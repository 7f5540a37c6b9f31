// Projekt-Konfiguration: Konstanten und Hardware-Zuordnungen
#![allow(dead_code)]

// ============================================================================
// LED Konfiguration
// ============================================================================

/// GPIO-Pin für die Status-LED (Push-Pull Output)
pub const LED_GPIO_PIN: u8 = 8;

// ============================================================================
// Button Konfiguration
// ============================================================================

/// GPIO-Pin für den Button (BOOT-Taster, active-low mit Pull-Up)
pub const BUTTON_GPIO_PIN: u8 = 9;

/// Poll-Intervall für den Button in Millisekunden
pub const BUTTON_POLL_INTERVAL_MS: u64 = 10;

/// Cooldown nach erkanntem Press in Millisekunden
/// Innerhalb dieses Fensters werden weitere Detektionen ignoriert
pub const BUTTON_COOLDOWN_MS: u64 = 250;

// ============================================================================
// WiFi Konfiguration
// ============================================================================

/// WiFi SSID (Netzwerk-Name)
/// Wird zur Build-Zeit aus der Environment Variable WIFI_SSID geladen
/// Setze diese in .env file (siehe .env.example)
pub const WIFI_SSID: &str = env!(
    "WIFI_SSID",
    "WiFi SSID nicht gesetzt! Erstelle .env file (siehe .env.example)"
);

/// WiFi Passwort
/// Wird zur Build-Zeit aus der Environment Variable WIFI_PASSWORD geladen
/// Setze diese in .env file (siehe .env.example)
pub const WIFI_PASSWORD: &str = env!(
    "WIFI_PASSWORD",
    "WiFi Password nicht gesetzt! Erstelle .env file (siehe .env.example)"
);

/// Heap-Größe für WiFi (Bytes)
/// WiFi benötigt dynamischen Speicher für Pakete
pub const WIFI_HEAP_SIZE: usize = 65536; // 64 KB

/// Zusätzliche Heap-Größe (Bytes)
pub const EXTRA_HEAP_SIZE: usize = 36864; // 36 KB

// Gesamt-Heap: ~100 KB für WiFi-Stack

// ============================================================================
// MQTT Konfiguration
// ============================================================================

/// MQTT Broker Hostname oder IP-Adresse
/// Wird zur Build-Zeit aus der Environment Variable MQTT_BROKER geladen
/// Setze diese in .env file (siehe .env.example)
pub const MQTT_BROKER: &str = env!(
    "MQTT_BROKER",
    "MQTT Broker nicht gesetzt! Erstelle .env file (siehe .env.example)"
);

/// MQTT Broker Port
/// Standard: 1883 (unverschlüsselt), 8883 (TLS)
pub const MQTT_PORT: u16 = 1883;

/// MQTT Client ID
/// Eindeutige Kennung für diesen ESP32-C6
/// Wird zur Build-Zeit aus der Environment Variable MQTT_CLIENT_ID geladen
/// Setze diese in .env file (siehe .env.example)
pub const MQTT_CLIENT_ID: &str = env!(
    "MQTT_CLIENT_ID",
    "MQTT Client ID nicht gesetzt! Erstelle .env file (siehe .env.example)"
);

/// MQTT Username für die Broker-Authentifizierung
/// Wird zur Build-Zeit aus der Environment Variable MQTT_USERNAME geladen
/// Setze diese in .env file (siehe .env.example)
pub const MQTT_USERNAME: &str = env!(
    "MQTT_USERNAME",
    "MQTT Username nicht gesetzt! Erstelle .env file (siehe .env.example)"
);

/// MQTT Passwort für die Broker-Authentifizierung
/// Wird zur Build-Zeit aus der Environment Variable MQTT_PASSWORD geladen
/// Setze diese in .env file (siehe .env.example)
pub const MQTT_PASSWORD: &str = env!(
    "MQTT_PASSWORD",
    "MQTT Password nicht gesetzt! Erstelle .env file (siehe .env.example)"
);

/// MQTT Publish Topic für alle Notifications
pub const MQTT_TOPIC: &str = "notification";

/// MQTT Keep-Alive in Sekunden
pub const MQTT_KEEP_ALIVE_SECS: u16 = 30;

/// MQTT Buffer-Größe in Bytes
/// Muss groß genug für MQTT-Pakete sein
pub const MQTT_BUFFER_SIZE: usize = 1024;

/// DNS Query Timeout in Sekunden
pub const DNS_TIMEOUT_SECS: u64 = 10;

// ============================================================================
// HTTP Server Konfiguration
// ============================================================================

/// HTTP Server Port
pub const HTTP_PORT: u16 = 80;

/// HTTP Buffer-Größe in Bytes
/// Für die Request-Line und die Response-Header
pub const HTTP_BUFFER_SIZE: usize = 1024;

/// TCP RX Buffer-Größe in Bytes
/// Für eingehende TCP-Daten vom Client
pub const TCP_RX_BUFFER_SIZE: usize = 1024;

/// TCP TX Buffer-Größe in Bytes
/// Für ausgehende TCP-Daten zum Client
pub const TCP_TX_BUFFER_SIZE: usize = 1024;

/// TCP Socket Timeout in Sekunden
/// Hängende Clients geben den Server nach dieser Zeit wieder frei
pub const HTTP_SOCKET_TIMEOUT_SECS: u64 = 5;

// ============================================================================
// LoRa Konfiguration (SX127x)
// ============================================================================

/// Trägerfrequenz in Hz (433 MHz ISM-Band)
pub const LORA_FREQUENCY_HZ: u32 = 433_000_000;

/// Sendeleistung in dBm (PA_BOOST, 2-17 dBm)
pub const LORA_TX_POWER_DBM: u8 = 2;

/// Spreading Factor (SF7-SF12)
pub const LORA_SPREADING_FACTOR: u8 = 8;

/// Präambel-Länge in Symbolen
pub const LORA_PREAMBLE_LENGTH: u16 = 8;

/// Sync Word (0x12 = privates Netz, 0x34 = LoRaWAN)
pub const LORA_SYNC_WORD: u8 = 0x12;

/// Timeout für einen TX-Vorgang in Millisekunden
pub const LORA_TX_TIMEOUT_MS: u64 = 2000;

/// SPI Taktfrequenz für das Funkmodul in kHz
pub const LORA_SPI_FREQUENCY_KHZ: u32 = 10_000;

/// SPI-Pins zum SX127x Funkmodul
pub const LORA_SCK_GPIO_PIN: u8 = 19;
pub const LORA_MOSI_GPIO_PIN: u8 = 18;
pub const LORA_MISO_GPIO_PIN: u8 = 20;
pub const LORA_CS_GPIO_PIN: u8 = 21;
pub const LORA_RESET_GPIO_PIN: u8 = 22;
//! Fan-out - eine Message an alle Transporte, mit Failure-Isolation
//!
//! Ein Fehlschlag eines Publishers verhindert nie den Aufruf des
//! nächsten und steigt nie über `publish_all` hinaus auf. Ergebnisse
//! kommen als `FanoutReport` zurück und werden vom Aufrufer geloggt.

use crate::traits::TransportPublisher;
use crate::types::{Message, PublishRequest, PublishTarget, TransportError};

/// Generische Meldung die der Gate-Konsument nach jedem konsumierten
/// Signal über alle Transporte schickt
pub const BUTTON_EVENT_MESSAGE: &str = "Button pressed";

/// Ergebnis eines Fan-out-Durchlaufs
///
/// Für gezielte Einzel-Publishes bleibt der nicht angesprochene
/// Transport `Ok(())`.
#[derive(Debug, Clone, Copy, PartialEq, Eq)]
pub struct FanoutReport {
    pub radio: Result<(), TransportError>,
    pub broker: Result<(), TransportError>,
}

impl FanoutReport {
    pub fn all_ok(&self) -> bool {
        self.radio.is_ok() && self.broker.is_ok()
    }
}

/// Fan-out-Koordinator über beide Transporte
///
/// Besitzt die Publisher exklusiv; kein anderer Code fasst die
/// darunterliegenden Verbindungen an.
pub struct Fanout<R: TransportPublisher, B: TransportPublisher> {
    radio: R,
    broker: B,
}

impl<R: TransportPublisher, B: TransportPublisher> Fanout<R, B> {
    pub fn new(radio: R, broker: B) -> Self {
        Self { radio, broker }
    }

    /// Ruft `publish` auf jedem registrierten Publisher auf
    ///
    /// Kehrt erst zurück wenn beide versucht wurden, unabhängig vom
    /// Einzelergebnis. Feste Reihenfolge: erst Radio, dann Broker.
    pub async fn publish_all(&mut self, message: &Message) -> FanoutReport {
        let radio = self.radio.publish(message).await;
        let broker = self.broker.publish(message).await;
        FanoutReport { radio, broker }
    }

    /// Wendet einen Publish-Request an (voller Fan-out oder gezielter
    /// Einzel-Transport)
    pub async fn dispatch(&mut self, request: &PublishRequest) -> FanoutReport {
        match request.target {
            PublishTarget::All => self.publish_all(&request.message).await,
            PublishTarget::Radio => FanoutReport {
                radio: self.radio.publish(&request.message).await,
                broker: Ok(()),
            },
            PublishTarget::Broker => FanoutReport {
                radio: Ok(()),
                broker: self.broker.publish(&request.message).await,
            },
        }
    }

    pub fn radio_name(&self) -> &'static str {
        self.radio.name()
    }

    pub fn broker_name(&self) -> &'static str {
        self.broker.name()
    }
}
■ ■ ■ ■ ■
Your task -> Pull each line containing the word "Zeit" out of the data above.

Solution to this exercise ->
/// Wird zur Build-Zeit aus der Environment Variable WIFI_SSID geladen
/// Wird zur Build-Zeit aus der Environment Variable WIFI_PASSWORD geladen
/// Wird zur Build-Zeit aus der Environment Variable MQTT_BROKER geladen
/// Wird zur Build-Zeit aus der Environment Variable MQTT_CLIENT_ID geladen
/// Wird zur Build-Zeit aus der Environment Variable MQTT_USERNAME geladen
/// Wird zur Build-Zeit aus der Environment Variable MQTT_PASSWORD geladen
/// Hängende Clients geben den Server nach dieser Zeit wieder frei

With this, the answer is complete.